WHAT THE EXERCISE ASKS =
Line by line, copy the data below exactly.

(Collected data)
++++++++++

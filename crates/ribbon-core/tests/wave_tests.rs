use rand::rngs::StdRng;
use rand::SeedableRng;
use ribbon_core::{hsla, HueOscillator, WaveParams};
use std::f64::consts::TAU;

fn reference_params() -> WaveParams {
    WaveParams {
        frequency: 0.0015,
        amplitude: 85.0,
        offset: 285.0,
    }
}

#[test]
fn first_advance_matches_reference_value() {
    let mut wave = HueOscillator::new(reference_params(), 0.0);
    let hue = wave.advance();
    let expected = 285.0 + 85.0 * 0.0015_f64.sin();
    assert!((hue - expected).abs() < 1e-9);
    assert!((hue - 285.127).abs() < 1e-3, "got {}", hue);
}

#[test]
fn phase_grows_by_frequency_per_advance() {
    let start = 1.25;
    let mut wave = HueOscillator::new(reference_params(), start);
    for n in 1..=10_000u32 {
        wave.advance();
        if n % 1000 == 0 {
            let expected = start + n as f64 * 0.0015;
            assert!(
                (wave.phase() - expected).abs() < 1e-9,
                "phase drift at n={}: {} vs {}",
                n,
                wave.phase(),
                expected
            );
        }
    }
}

#[test]
fn hue_stays_within_bounds() {
    let params = WaveParams {
        frequency: 0.37, // coarse step to sweep the whole cycle quickly
        ..reference_params()
    };
    let mut wave = HueOscillator::new(params, 0.0);
    let (lo, hi) = wave.bounds();
    assert_eq!((lo, hi), (200.0, 370.0));
    for _ in 0..5000 {
        let hue = wave.advance();
        assert!(hue >= lo - 1e-9 && hue <= hi + 1e-9, "hue {} out of range", hue);
    }
}

#[test]
fn value_does_not_advance() {
    let mut wave = HueOscillator::new(reference_params(), 0.5);
    let before = wave.value();
    assert_eq!(wave.value(), before);
    assert_eq!(wave.phase(), 0.5);
    let stepped = wave.advance();
    assert_eq!(wave.value(), stepped);
}

#[test]
fn random_phase_is_on_the_unit_cycle() {
    let mut rng = StdRng::seed_from_u64(7);
    for _ in 0..100 {
        let wave = HueOscillator::with_random_phase(reference_params(), &mut rng);
        assert!(wave.phase() >= 0.0 && wave.phase() < TAU);
        assert_eq!(wave.frequency(), 0.0015);
    }
}

#[test]
fn hsla_rounds_hue() {
    assert_eq!(hsla(285.127, 0.025), "hsla(285,100%,50%,0.025)");
    assert_eq!(hsla(369.6, 0.5), "hsla(370,100%,50%,0.5)");
}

++++++++++

TASK SOLUTION =
filename crates/ribbon-core/tests/wave_tests.rs
use rand::rngs::StdRng;
use rand::SeedableRng;
use ribbon_core::{hsla, HueOscillator, WaveParams};
use std::f64::consts::TAU;

fn reference_params() -> WaveParams {
    WaveParams {
        frequency: 0.0015,
        amplitude: 85.0,
        offset: 285.0,
    }
}

#[test]
fn first_advance_matches_reference_value() {
    let mut wave = HueOscillator::new(reference_params(), 0.0);
    let hue = wave.advance();
    let expected = 285.0 + 85.0 * 0.0015_f64.sin();
    assert!((hue - expected).abs() < 1e-9);
    assert!((hue - 285.127).abs() < 1e-3, "got {}", hue);
}

#[test]
fn phase_grows_by_frequency_per_advance() {
    let start = 1.25;
    let mut wave = HueOscillator::new(reference_params(), start);
    for n in 1..=10_000u32 {
        wave.advance();
        if n % 1000 == 0 {
            let expected = start + n as f64 * 0.0015;
            assert!(
                (wave.phase() - expected).abs() < 1e-9,
                "phase drift at n={}: {} vs {}",
                n,
                wave.phase(),
                expected
            );
        }
    }
}

#[test]
fn hue_stays_within_bounds() {
    let params = WaveParams {
        frequency: 0.37, // coarse step to sweep the whole cycle quickly
        ..reference_params()
    };
    let mut wave = HueOscillator::new(params, 0.0);
    let (lo, hi) = wave.bounds();
    assert_eq!((lo, hi), (200.0, 370.0));
    for _ in 0..5000 {
        let hue = wave.advance();
        assert!(hue >= lo - 1e-9 && hue <= hi + 1e-9, "hue {} out of range", hue);
    }
}

#[test]
fn value_does_not_advance() {
    let mut wave = HueOscillator::new(reference_params(), 0.5);
    let before = wave.value();
    assert_eq!(wave.value(), before);
    assert_eq!(wave.phase(), 0.5);
    let stepped = wave.advance();
    assert_eq!(wave.value(), stepped);
}

#[test]
fn random_phase_is_on_the_unit_cycle() {
    let mut rng = StdRng::seed_from_u64(7);
    for _ in 0..100 {
        let wave = HueOscillator::with_random_phase(reference_params(), &mut rng);
        assert!(wave.phase() >= 0.0 && wave.phase() < TAU);
        assert_eq!(wave.frequency(), 0.0015);
    }
}

#[test]
fn hsla_rounds_hue() {
    assert_eq!(hsla(285.127, 0.025), "hsla(285,100%,50%,0.025)");
    assert_eq!(hsla(369.6, 0.5), "hsla(370,100%,50%,0.5)");
}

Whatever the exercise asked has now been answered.